Know where your passport is at all times and keep it locked in a hotel safe when it’s not needed. If there’s no safe, lock it in your suitcase or use secure storage provided at your hotel’s reception. Keep a scanned copy of your passport and residence visa page securely stored in your email, and store photocopies separately from your passport or travel wallet. Take out a travel insurance policy that will cover the costs of replacing a lost or stolen passport. When carrying your passport and other valuables in a risky area, carry your passport on your body or in a separate bag to the rest of your valuables, so that if one bag is lost or stolen you don’t lose everything. Try not to carry your passport in your hand or separately from your other bags. While it’s not in use, keep it out of sight in your handbag or a zipped rucksack (ideally, in an inner compartment) and you’ll be less likely to misplace it or have it stolen.

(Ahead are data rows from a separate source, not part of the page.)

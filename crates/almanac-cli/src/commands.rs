//! Subcommand implementations.

use anyhow::Context as _;

use almanac_core::{MetricPath, TimelineStorage as _};
use almanac_sources::{DiscoveryMethod, GithubClient, SourcesConfig, SparqlClient, collect_all};
use almanac_store_json::JsonFileStore;

/// `almanac collect` — one full collection run, then save.
pub async fn collect(store: &JsonFileStore, cfg: &SourcesConfig) -> anyhow::Result<()> {
  let sparql = SparqlClient::new(&cfg.wikidata_endpoint, &cfg.user_agent)
    .context("building SPARQL client")?;
  let github = GithubClient::new(&cfg.github_api_base, &cfg.user_agent, cfg.github_token.clone())
    .context("building GitHub client")?;

  let mut doc = store.load().context("loading timeline")?;
  let outcome = collect_all(&mut doc, cfg, &sparql, &github)
    .await
    .context("collection run failed")?;
  store.save(&mut doc).context("saving timeline")?;

  println!(
    "{} appended, {} unchanged, {} failed → {}",
    outcome.appended,
    outcome.unchanged,
    outcome.failed,
    store.path().display()
  );
  Ok(())
}

/// `almanac report` — the flattened latest-value view.
pub fn report(store: &JsonFileStore, json: bool) -> anyhow::Result<()> {
  let doc = store.load().context("loading timeline")?;
  let latest = doc.latest_metrics();

  if json {
    println!("{}", serde_json::to_string_pretty(&latest)?);
    return Ok(());
  }

  if latest.is_empty() {
    println!("no observations recorded yet");
    return Ok(());
  }

  let width = latest.keys().map(String::len).max().unwrap_or(0);
  for (path, metric) in &latest {
    println!(
      "{path:<width$}  {:>12}  {}  {}",
      metric.value.to_string(),
      metric.timestamp,
      metric.name
    );
  }
  Ok(())
}

/// `almanac series <path>` — full history of one metric.
pub fn series(store: &JsonFileStore, raw_path: &str) -> anyhow::Result<()> {
  let path = MetricPath::parse(raw_path).context("invalid metric path")?;
  let doc = store.load().context("loading timeline")?;

  let series = doc.series(&path);
  if series.is_empty() {
    println!("no observations at {path}");
    return Ok(());
  }

  for obs in series {
    println!("{}  {}", obs.t, obs.v);
  }
  Ok(())
}

/// `almanac latest <path>` — most recent value of one metric.
pub fn latest(store: &JsonFileStore, raw_path: &str) -> anyhow::Result<()> {
  let path = MetricPath::parse(raw_path).context("invalid metric path")?;
  let doc = store.load().context("loading timeline")?;

  match doc.latest_value(&path) {
    Some(value) => println!("{value}"),
    None => println!("absent"),
  }
  Ok(())
}

/// `almanac discover` — QID discovery for journals missing one.
pub async fn discover(cfg: &SourcesConfig) -> anyhow::Result<()> {
  let candidates: Vec<_> = cfg.journals_without_qid().collect();
  if candidates.is_empty() {
    println!("every registry journal already has a QID");
    return Ok(());
  }

  let sparql = SparqlClient::new(&cfg.wikidata_endpoint, &cfg.user_agent)
    .context("building SPARQL client")?;
  let discoveries = sparql.discover_journals(candidates).await;

  for d in discoveries {
    match (&d.qid, d.method) {
      (Some(qid), Some(method)) => {
        let how = match method {
          DiscoveryMethod::Issn => "issn",
          DiscoveryMethod::NameSearch => "name search",
        };
        let label = d.label.as_deref().unwrap_or("?");
        println!("{:<45}  {qid}  via {how}  ({label})", d.name);
      }
      _ => println!("{:<45}  not found", d.name),
    }
  }
  Ok(())
}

Take out a travel insurance policy that will cover the costs of replacing a lost or stolen passport. When planning a trip, always consider the worst-case scenario and if there is no embassy in your destination, make sure you take extra care of your passport.
If there have been significant changes to your appearance since your passport was issued, and you no longer look like the person in your photograph, renew it to avoid problems at immigration.
Parents travelling alone with their children. If you are a parent travelling solo with children and your children’s surnames are different to yours, don’t be surprised if you are questioned at airports, and be prepared to show supporting documents such as birth certificates, proving the family relationship.
Visiting some countries can make it difficult or impossible to visit others. For example, an Israeli stamp can preclude you from entering Lebanon or Saudi Arabia.
Keep your passport clean and away from water, and consider using a passport cover. Water damage, tearing, kids’ markers and unofficial stamps can all invalidate it.